У-2 тем временем разворачивается и заходит на посадку – на широком зелёном лугу, гордо именующемся лётным полем харьковского аэроклуба его ожидает следующая смена спецкурсантов. А я наслаждаюсь недолгими минутами беззвучно-плавного спуска, любуюсь кучерявящейся по краю поля рощицей, белые крестики планеров у дальнего конца ВВП и грузовичок-буксировщик, с которого к одному из «парителей» как раз тянут трос. Ветерок сегодня слабый, но всё же парашют немного сносит и я, вспомнив полученные инструкции, принимаюсь за дело: осматриваю купол и стропы на предмет перекруток и захлёстов (слава богу, всё в порядке!) после чего подтягиваю стропы с левой стороны, заставляя парашют скользить прочь от рощи. Приземление на деревья, пусть даже и такие жиденькие, и неизбежная прогулка в госпиталь – совсем не то, чем я хотел бы завершить так хорошо начавшийся день.

-2

Лётное поле уже набегает мне под ноги, мелькают полосы скошенной травы. Я, подтянувшись на стропах, плотно сжимаю лодыжки и колени, сгибаю ноги - и, коснувшись земли старательно, как на бесчисленных тренировках, падаю перекатом на бок. Теперь – вскочить, и пока порыв ветра не наполнил купол и не поволок меня по земле, подтянуть его к себе, погасить, сгрести в охапку бледно-жёлтой, скользкого на ощупь шёлковой ткани – всё! Теперь можно с чистой совестью принять мужественную позу с ладонью, приложенной козырьком к кожаному лётному шлему, и наблюдать, как метрах в тридцати от меня изготавливается к приземлению Марк Гринберг.

-3

- Опять не вернёшься к отбою? – спросил Марк. – Смотри, в последний раз тебя прикрываю. Взял, понимаешь, манеру шляться по ночам…
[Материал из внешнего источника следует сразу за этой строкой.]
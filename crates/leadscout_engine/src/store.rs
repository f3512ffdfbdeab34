//! Local fallback for scrape results that could not reach the coordinator.

use std::fs;
use std::io::{self, ErrorKind, Write};
use std::path::{Path, PathBuf};
use std::sync::{Arc, Mutex};

use leadscout_core::{Contact, JobId};
use scout_logging::{scout_info, scout_warn};
use serde::{Deserialize, Serialize};
use tempfile::NamedTempFile;
use thiserror::Error;

const PENDING_FILENAME: &str = "pending_results.ron";

#[derive(Debug, Error)]
pub enum PersistError {
    #[error("state directory unusable: {0}")]
    StateDir(String),
    #[error("io error: {0}")]
    Io(#[from] io::Error),
    #[error("failed to serialize pending results: {0}")]
    Serialize(String),
    #[error("failed to parse pending results: {0}")]
    Deserialize(String),
}

/// Creates the state directory if needed and checks that it accepts new files.
pub fn ensure_state_dir(dir: &Path) -> Result<(), PersistError> {
    match fs::metadata(dir) {
        Ok(meta) if !meta.is_dir() => {
            return Err(PersistError::StateDir(format!(
                "{} is not a directory",
                dir.display()
            )))
        }
        Ok(_) => {}
        Err(err) if err.kind() == ErrorKind::NotFound => {
            fs::create_dir_all(dir).map_err(|err| PersistError::StateDir(err.to_string()))?
        }
        Err(err) => return Err(PersistError::StateDir(err.to_string())),
    }
    NamedTempFile::new_in(dir)
        .map(drop)
        .map_err(|err| PersistError::StateDir(format!("{} is not writable: {err}", dir.display())))
}

#[derive(Debug, Clone, PartialEq, Eq, Serialize, Deserialize)]
pub struct PendingBatch {
    pub job_id: JobId,
    pub contacts: Vec<Contact>,
    /// RFC 3339 timestamp of when the batch was parked.
    pub saved_at: String,
}

impl PendingBatch {
    pub fn now(job_id: JobId, contacts: Vec<Contact>) -> Self {
        Self {
            job_id,
            contacts,
            saved_at: chrono::Utc::now().to_rfc3339(),
        }
    }
}

#[derive(Debug, Clone, Default, Serialize, Deserialize)]
struct PendingFile {
    batches: Vec<PendingBatch>,
}

/// RON-backed list of undelivered batches. Clones share one file lock.
#[derive(Debug, Clone)]
pub struct PendingStore {
    dir: PathBuf,
    lock: Arc<Mutex<()>>,
}

impl PendingStore {
    pub fn new(dir: impl Into<PathBuf>) -> Self {
        Self {
            dir: dir.into(),
            lock: Arc::new(Mutex::new(())),
        }
    }

    pub fn path(&self) -> PathBuf {
        self.dir.join(PENDING_FILENAME)
    }

    pub fn append(&self, batch: PendingBatch) -> Result<(), PersistError> {
        let _guard = self.lock.lock().unwrap_or_else(|poisoned| poisoned.into_inner());
        let mut file = read_file(&self.path())?;
        file.batches.push(batch);
        write_file(&self.dir, &file)
    }

    pub fn load(&self) -> Result<Vec<PendingBatch>, PersistError> {
        let _guard = self.lock.lock().unwrap_or_else(|poisoned| poisoned.into_inner());
        Ok(read_file(&self.path())?.batches)
    }

    /// Removes and returns every parked batch.
    pub fn take_all(&self) -> Result<Vec<PendingBatch>, PersistError> {
        let _guard = self.lock.lock().unwrap_or_else(|poisoned| poisoned.into_inner());
        let path = self.path();
        let file = read_file(&path)?;
        match fs::remove_file(&path) {
            Ok(()) => {}
            Err(err) if err.kind() == ErrorKind::NotFound => {}
            Err(err) => return Err(err.into()),
        }
        if !file.batches.is_empty() {
            scout_info!("Recovered {} pending batch(es) from {:?}", file.batches.len(), path);
        }
        Ok(file.batches)
    }
}

fn read_file(path: &Path) -> Result<PendingFile, PersistError> {
    let content = match fs::read_to_string(path) {
        Ok(text) => text,
        Err(err) if err.kind() == ErrorKind::NotFound => return Ok(PendingFile::default()),
        Err(err) => return Err(err.into()),
    };
    ron::from_str(&content).map_err(|err| {
        scout_warn!("Failed to parse pending results from {:?}: {}", path, err);
        PersistError::Deserialize(err.to_string())
    })
}

/// Serializes `file` next to its target and renames it into place, so a
/// crash never leaves a half-written pending file.
fn write_file(dir: &Path, file: &PendingFile) -> Result<(), PersistError> {
    let pretty = ron::ser::PrettyConfig::new();
    let content = ron::ser::to_string_pretty(file, pretty)
        .map_err(|err| PersistError::Serialize(err.to_string()))?;

    ensure_state_dir(dir)?;
    let mut staged = NamedTempFile::new_in(dir)?;
    staged.write_all(content.as_bytes())?;
    staged.as_file_mut().sync_all()?;
    staged
        .persist(dir.join(PENDING_FILENAME))
        .map_err(|err| PersistError::Io(err.error))?;
    Ok(())
}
- Не завидуйте так громко, юноша! – я поднял палец. – И вообще, мы не в коммуне, и отбоя тут нет.

- Зато дверь на ночь запирают! – не сдавался напарник. – И вахтёрша внизу, Нинка – чистый цербер, даром, что ещё молодая. С наганом!

- Нинку пусть здешние, общежитейские боятся, а нам-то что? Стрелять, что ли, в меня будет, или к Антонычу стучать поедет?

- К Антонычу она, конечно, не поедет. – рассудительно ответил Марк. - Но и дверь после одиннадцати вечера не откроет, стучись хоть до утра. Тебе охота на улице ночевать?

- А кто тебе сказал, что я собираюсь ночевать на улице? – ухмыльнулся я. – Уж найду где, не сомневайся…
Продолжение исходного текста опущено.